Table 1 summarizes our key results.

Table 1

Summary of results

	TG-263 coverage (% LSSNs mapped to TG-263)	Structure name inconsistency	Stature accuracy	Stature resource requirements	Impact on clinical analytics
Prostate cancer cohort	99.01% (8837 of 8925)	4.81%	99.97%	Not measured	Cohort size changes: 77% and 26%
Head and neck cancer cohort	99.01% (8837 of 8925)	10.76%	99.61%	7.5 clinician hours	Not measured

Abbreviation: LSSN = local standard structure name.

Summary of results Abbreviation: LSSN = local standard structure name.

Percentage of structures relabeled with their TG-263 name

All LSSNs except “Hydrogel” could be mapped to a TG-263 nomenclature–conformant label. There were 88 matches of “Hydrogel” or its synonyms out of 8925 LSSN matches across both cohorts. Thus 99.0% of relevant structures could be mapped to TG-263. The LSSNs identified from step 1 in the section The Stature approach, their classification (as essential, optional, or derived), and mappings to TG-263 names are available in Appendix E1 (available online at https://doi.org/10.1016/j.adro.2018.09.013).

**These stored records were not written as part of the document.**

//! 时钟能力契约：生产代码只依赖这里的 trait 与句柄类型。
//!
//! # 设计背景（Why）
//! - 调度器、通知器、健康检查等组件若直接读取真实时间，将无法在测试中复现竞态与边界条件；
//! - 通过 [`Clock`] 注入时间源，生产环境使用 [`SystemClock`](crate::SystemClock)，测试使用
//!   [`MockClock`](crate::MockClock)，两者返回同一组句柄类型，业务代码无需感知差异。
//!
//! # 契约说明（What）
//! - 所有方法都接受一组标签 `tags`，真实时钟忽略它们；虚拟时钟用它们匹配陷阱；
//! - 句柄（[`Timer`]、[`Ticker`]、[`Waiter`]）内部持有各自实现的后端，公开方法语义与真实定时器一致：
//!   `stop`/`reset` 的布尔返回值是判断“是否赢得与触发的竞争”的唯一依据。

use std::fmt;
use std::sync::Arc;

use chrono::{DateTime, TimeDelta, Utc};

use crate::cancellation::Cancellation;
use crate::error::{BoxError, ClockError};
use crate::slot::TickSlot;

/// `after_func` 注册的回调；定时器被 `reset` 后可能再次执行，因此是 `Fn` 而非 `FnOnce`。
pub type TimerCallback = Arc<dyn Fn() + Send + Sync + 'static>;

/// `ticker_func` 周期执行的函数；返回错误即终止循环。
pub type TickerCallback = Box<dyn FnMut() -> Result<(), BoxError> + Send + 'static>;

/// 抽象可注入的时钟。
///
/// # 接口约束（What）
/// - `now`/`since`/`until`：读取当前时间或与给定时间点的差值；
/// - `new_timer`/`after_func`：一次性定时器，前者投递值，后者执行回调；
/// - `new_ticker`：固定周期、单槽有损投递的周期器；
/// - `ticker_func`：固定周期执行函数，直到函数出错或 `ctx` 被取消，结果通过 [`Waiter`] 观察。
///
/// # 使用指引（How）
/// - 推荐通过 `Arc<dyn Clock>` 传递给需要时间能力的组件；
/// - 为方便陷阱过滤，调用点可携带描述自身用途的标签，例如 `&["reconciler", "backoff"]`。
pub trait Clock: Send + Sync + 'static {
    /// 返回当前时间。
    fn now(&self, tags: &[&str]) -> DateTime<Utc>;

    /// 返回自 `t` 起经过的时间，`t` 在未来时为负值。
    fn since(&self, t: DateTime<Utc>, tags: &[&str]) -> TimeDelta;

    /// 返回距离 `t` 的剩余时间，`t` 在过去时为负值。
    fn until(&self, t: DateTime<Utc>, tags: &[&str]) -> TimeDelta;

    /// 创建一次性定时器，`d <= 0` 时立即以当前时间触发。
    fn new_timer(&self, d: TimeDelta, tags: &[&str]) -> Timer;

    /// 创建到期后执行 `f` 的定时器，返回的 [`Timer`] 没有投递槽。
    fn after_func(&self, d: TimeDelta, f: TimerCallback, tags: &[&str]) -> Timer;

    /// 创建周期器。
    ///
    /// # Panics
    /// `d <= 0` 时 panic。
    fn new_ticker(&self, d: TimeDelta, tags: &[&str]) -> Ticker;

    /// 以周期 `d` 反复执行 `f`，直到 `f` 返回错误或 `ctx` 被取消。
    ///
    /// # Panics
    /// `d <= 0` 时 panic。
    fn ticker_func(
        &self,
        ctx: &Cancellation,
        d: TimeDelta,
        f: TickerCallback,
        tags: &[&str],
    ) -> Waiter;
}

pub(crate) trait TimerBackend: Send + Sync {
    fn stop(&self, tags: &[&str]) -> bool;
    fn reset(&self, d: TimeDelta, tags: &[&str]) -> bool;
}

pub(crate) trait TickerBackend: Send + Sync {
    fn stop(&self, tags: &[&str]);
    fn reset(&self, d: TimeDelta, tags: &[&str]);
}

pub(crate) trait WaiterBackend: Send + Sync {
    fn wait(&self, tags: &[&str]) -> Result<(), ClockError>;
}

/// 一次性定时器句柄。
///
/// 通过 [`Clock::new_timer`] 创建的定时器携带投递槽，可用 [`channel`](Self::channel) 读取触发时间；
/// 通过 [`Clock::after_func`] 创建的定时器没有投递槽。克隆得到的句柄指向同一个定时器。
#[derive(Clone)]
pub struct Timer {
    slot: Option<TickSlot>,
    backend: Arc<dyn TimerBackend>,
}

impl Timer {
    pub(crate) fn new(slot: Option<TickSlot>, backend: Arc<dyn TimerBackend>) -> Self {
        Self { slot, backend }
    }

    /// 投递槽；`after_func` 定时器返回 `None`。
    pub fn channel(&self) -> Option<&TickSlot> {
        self.slot.as_ref()
    }

    /// 停止定时器。
    ///
    /// 返回 `true` 表示本次调用阻止了触发；定时器已触发或已停止时返回 `false`。
    pub fn stop(&self, tags: &[&str]) -> bool {
        self.backend.stop(tags)
    }

    /// 重新装填定时器，丢弃尚未读取的旧值。
    ///
    /// 返回值表示调用前定时器是否仍在运行。`d <= 0` 时立即以当前时间触发。
    pub fn reset(&self, d: TimeDelta, tags: &[&str]) -> bool {
        self.backend.reset(d, tags)
    }
}

impl fmt::Debug for Timer {
    fn fmt(&self, f: &mut fmt::Formatter<'_>) -> fmt::Result {
        f.debug_struct("Timer")
            .field("has_channel", &self.slot.is_some())
            .finish_non_exhaustive()
    }
}

/// 周期器句柄，单槽有损投递。
#[derive(Clone)]
pub struct Ticker {
    slot: TickSlot,
    backend: Arc<dyn TickerBackend>,
}

impl Ticker {
    pub(crate) fn new(slot: TickSlot, backend: Arc<dyn TickerBackend>) -> Self {
        Self { slot, backend }
    }

    /// 投递槽；消费者来不及读取时多余的 tick 被丢弃。
    pub fn channel(&self) -> &TickSlot {
        &self.slot
    }

    /// 停止周期器，可重复调用。
    pub fn stop(&self, tags: &[&str]) {
        self.backend.stop(tags);
    }

    /// 以新周期 `d` 重新开始计时，丢弃尚未读取的旧 tick。
    ///
    /// # Panics
    /// `d <= 0` 时 panic。
    pub fn reset(&self, d: TimeDelta, tags: &[&str]) {
        self.backend.reset(d, tags);
    }
}

impl fmt::Debug for Ticker {
    fn fmt(&self, f: &mut fmt::Formatter<'_>) -> fmt::Result {
        f.debug_struct("Ticker").finish_non_exhaustive()
    }
}

/// 周期函数循环的完成句柄。
#[derive(Clone)]
pub struct Waiter {
    backend: Arc<dyn WaiterBackend>,
}

impl Waiter {
    pub(crate) fn new(backend: Arc<dyn WaiterBackend>) -> Self {
        Self { backend }
    }

    /// 阻塞直到循环退出，返回退出原因。
    ///
    /// 循环总是带着原因退出（函数错误或取消），因此返回值总是 `Err`。
    pub fn wait(&self, tags: &[&str]) -> Result<(), ClockError> {
        self.backend.wait(tags)
    }
}

impl fmt::Debug for Waiter {
    fn fmt(&self, f: &mut fmt::Formatter<'_>) -> fmt::Result {
        f.debug_struct("Waiter").finish_non_exhaustive()
    }
}

/// 把真实时钟的有符号时长换算成标准库时长，负值截断为零。
pub(crate) fn to_std(d: TimeDelta) -> std::time::Duration {
    d.to_std().unwrap_or(std::time::Duration::ZERO)
}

Structure name inconsistency

Prostate cancer cohort

The Stature tool performed 5969 LSSN matches in the PCa cohort, of which 5682 structures could be matched exactly, 284 were matched via a synonym, and 3 required manual matching. Thus the overall structure relabeling or inconsistency rate was 4.81%. The structure name inconsistency rate was 1.67% and 47.67% when considering only essential and optional LSSNs, respectively. Despite the low inconsistency rates, there were 3 notable LSSNs with a significantly larger percentage of inconsistently named structures: “GTV P” at 92.5%, “GTV N” at 61.9%, and “Urethra” at 18.9%. These 3 inconsistent LSSNs constituted half the number of LSSNs in the optional group and were the reason for the higher inconsistency in this group. Across all PCa LSSNs the mean number of synonyms was 5.0 (range, 1-12). The structure name inconsistency rates and underlying absolute numbers for each LSSN can be found in Appendix E2 (available online at https://doi.org/10.1016/j.adro.2018.09.013).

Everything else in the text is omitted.